Write out, word for word, every line in the data below from the one containing "drives it at a" to the one containing "edge fade applied.", both of them included.
==============================
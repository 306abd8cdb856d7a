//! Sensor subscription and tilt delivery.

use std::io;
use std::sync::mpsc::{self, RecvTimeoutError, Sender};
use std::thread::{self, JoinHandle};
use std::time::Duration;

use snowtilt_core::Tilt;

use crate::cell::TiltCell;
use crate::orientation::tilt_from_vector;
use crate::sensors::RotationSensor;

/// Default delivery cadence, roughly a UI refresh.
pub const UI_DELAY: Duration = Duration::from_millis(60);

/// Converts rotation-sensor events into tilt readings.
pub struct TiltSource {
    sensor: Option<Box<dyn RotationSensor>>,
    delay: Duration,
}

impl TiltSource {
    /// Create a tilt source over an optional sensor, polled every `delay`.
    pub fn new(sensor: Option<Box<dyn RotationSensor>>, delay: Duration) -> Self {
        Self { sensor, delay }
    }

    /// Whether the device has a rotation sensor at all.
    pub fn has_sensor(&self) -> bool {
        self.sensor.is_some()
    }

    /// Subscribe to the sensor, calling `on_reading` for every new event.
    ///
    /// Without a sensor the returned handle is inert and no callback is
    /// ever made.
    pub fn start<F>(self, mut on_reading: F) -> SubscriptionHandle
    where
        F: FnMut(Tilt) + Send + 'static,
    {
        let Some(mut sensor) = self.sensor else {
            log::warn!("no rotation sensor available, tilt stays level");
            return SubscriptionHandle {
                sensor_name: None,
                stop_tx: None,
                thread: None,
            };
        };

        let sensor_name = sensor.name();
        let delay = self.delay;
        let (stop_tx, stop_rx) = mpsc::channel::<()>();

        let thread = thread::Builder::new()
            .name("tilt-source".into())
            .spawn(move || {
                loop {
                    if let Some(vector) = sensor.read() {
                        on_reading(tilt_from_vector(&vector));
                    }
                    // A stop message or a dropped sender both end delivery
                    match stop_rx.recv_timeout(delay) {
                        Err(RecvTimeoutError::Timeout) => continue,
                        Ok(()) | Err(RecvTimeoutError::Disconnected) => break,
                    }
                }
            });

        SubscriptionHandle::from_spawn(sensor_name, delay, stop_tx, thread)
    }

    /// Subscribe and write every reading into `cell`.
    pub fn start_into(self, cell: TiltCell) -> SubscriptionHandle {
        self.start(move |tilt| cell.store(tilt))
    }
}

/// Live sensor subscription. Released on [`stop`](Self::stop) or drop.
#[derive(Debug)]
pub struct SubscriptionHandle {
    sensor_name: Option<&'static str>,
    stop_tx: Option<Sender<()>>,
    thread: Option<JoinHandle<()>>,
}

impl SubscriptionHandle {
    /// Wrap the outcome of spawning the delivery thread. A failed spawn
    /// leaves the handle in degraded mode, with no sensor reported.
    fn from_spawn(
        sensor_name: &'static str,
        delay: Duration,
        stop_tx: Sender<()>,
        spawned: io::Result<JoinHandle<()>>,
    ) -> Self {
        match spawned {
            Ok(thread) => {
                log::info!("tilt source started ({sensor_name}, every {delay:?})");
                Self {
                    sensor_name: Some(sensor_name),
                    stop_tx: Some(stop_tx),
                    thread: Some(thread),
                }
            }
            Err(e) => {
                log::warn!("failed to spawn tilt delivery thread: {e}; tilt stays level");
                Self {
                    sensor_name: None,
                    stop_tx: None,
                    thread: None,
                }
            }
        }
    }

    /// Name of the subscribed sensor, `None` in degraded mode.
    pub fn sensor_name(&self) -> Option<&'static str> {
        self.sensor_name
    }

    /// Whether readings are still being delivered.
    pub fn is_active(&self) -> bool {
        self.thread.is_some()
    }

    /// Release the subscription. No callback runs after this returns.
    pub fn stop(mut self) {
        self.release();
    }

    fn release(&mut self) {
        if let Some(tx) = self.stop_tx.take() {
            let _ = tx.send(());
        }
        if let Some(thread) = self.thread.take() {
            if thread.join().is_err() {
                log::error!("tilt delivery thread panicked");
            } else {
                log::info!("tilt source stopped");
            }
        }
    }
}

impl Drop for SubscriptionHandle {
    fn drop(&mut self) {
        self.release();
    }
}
==============================
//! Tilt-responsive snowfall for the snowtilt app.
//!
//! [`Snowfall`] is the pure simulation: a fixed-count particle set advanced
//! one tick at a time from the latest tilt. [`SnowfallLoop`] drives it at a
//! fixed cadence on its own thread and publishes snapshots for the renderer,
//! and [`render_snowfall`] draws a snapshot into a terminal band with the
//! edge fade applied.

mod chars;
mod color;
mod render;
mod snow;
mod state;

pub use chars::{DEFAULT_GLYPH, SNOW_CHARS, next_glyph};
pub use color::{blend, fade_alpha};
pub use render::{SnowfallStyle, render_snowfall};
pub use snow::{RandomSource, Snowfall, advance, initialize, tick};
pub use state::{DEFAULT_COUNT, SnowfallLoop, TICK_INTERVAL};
==============================
Reply to the task =>
//! one tick at a time from the latest tilt. [`SnowfallLoop`] drives it at a
//! fixed cadence on its own thread and publishes snapshots for the renderer,
//! and [`render_snowfall`] draws a snapshot into a terminal band with the
//! edge fade applied.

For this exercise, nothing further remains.